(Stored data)
————

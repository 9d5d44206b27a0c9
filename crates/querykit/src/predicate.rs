//! Predicate trees.
//!
//! A [`Predicate`] is a backend-neutral boolean condition built from
//! comparisons between [`Expression`]s and the logical combinators AND, OR and
//! NOT. Predicates are plain values: combining them always produces a new
//! tree and never touches the operands.

use std::fmt;
use std::ops::{BitAnd, BitOr, Not};

use serde::{Deserialize, Serialize};

use crate::expression::Expression;

/// Comparison operators.
#[derive(Debug, Clone, Copy, PartialEq, Eq, Hash, Serialize, Deserialize)]
pub enum ComparisonOperator {
    /// Equal (==)
    Equal,
    /// Not equal (!=)
    NotEqual,
    /// Greater than (>)
    GreaterThan,
    /// Greater than or equal (>=)
    GreaterOrEqual,
    /// Less than (<)
    LessThan,
    /// Less than or equal (<=)
    LessOrEqual,
    /// Wildcard pattern match (LIKE)
    Like,
    /// Membership in a list (IN)
    In,
    /// Inclusive range membership (BETWEEN)
    Between,
}

impl fmt::Display for ComparisonOperator {
    fn fmt(&self, f: &mut fmt::Formatter<'_>) -> fmt::Result {
        match self {
            Self::Equal => write!(f, "=="),
            Self::NotEqual => write!(f, "!="),
            Self::GreaterThan => write!(f, ">"),
            Self::GreaterOrEqual => write!(f, ">="),
            Self::LessThan => write!(f, "<"),
            Self::LessOrEqual => write!(f, "<="),
            Self::Like => write!(f, "LIKE"),
            Self::In => write!(f, "IN"),
            Self::Between => write!(f, "BETWEEN"),
        }
    }
}

/// A single comparison: `left operator right`.
#[derive(Debug, Clone, PartialEq, Serialize, Deserialize)]
pub struct Comparison {
    /// Left-hand expression, usually a key path.
    pub left: Expression,
    /// Comparison kind.
    pub operator: ComparisonOperator,
    /// Right-hand expression, usually a constant.
    pub right: Expression,
}

/// A boolean condition tree.
///
/// # Example
///
/// ```
/// use querykit::Attribute;
///
/// let age = Attribute::<i64>::new("age");
/// let verified = Attribute::<bool>::new("verified");
///
/// let p = age.greater_than(18) & (verified.equals(true) | !verified.clone());
/// assert_eq!(p.to_string(), "(age > 18) AND ((verified == true) OR (verified == false))");
/// ```
#[derive(Debug, Clone, PartialEq, Serialize, Deserialize)]
pub enum Predicate {
    /// Leaf comparison.
    Comparison(Comparison),
    /// Both sides hold.
    And(Box<Predicate>, Box<Predicate>),
    /// Either side holds.
    Or(Box<Predicate>, Box<Predicate>),
    /// The inner predicate does not hold.
    Not(Box<Predicate>),
}

impl Predicate {
    /// Combines this predicate with another using AND.
    #[must_use]
    pub fn and(self, other: Self) -> Self {
        Self::And(Box::new(self), Box::new(other))
    }

    /// Combines this predicate with another using OR.
    #[must_use]
    pub fn or(self, other: Self) -> Self {
        Self::Or(Box::new(self), Box::new(other))
    }

    /// Wraps this predicate in NOT.
    #[must_use]
    pub fn negate(self) -> Self {
        Self::Not(Box::new(self))
    }

    /// Returns every key path referenced by this predicate, left to right.
    #[must_use]
    pub fn key_paths(&self) -> Vec<&str> {
        let mut paths = Vec::new();
        self.collect_key_paths(&mut paths);
        paths
    }

    fn collect_key_paths<'a>(&'a self, paths: &mut Vec<&'a str>) {
        match self {
            Self::Comparison(c) => {
                paths.extend(c.left.as_key_path());
                paths.extend(c.right.as_key_path());
            }
            Self::And(left, right) | Self::Or(left, right) => {
                left.collect_key_paths(paths);
                right.collect_key_paths(paths);
            }
            Self::Not(inner) => inner.collect_key_paths(paths),
        }
    }
}

impl BitAnd for Predicate {
    type Output = Self;

    fn bitand(self, rhs: Self) -> Self {
        self.and(rhs)
    }
}

impl BitOr for Predicate {
    type Output = Self;

    fn bitor(self, rhs: Self) -> Self {
        self.or(rhs)
    }
}

impl Not for Predicate {
    type Output = Self;

    fn not(self) -> Self {
        self.negate()
    }
}

impl fmt::Display for Comparison {
    fn fmt(&self, f: &mut fmt::Formatter<'_>) -> fmt::Result {
        write!(f, "{} {} {}", self.left, self.operator, self.right)
    }
}

impl fmt::Display for Predicate {
    fn fmt(&self, f: &mut fmt::Formatter<'_>) -> fmt::Result {
        match self {
            Self::Comparison(c) => write!(f, "{c}"),
            Self::And(left, right) => write!(f, "({left}) AND ({right})"),
            Self::Or(left, right) => write!(f, "({left}) OR ({right})"),
            Self::Not(inner) => write!(f, "NOT ({inner})"),
        }
    }
}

————

**What is expected:** Return the total of lines in these records that hold "Serialize", without any other words.

**Exercise result:** 4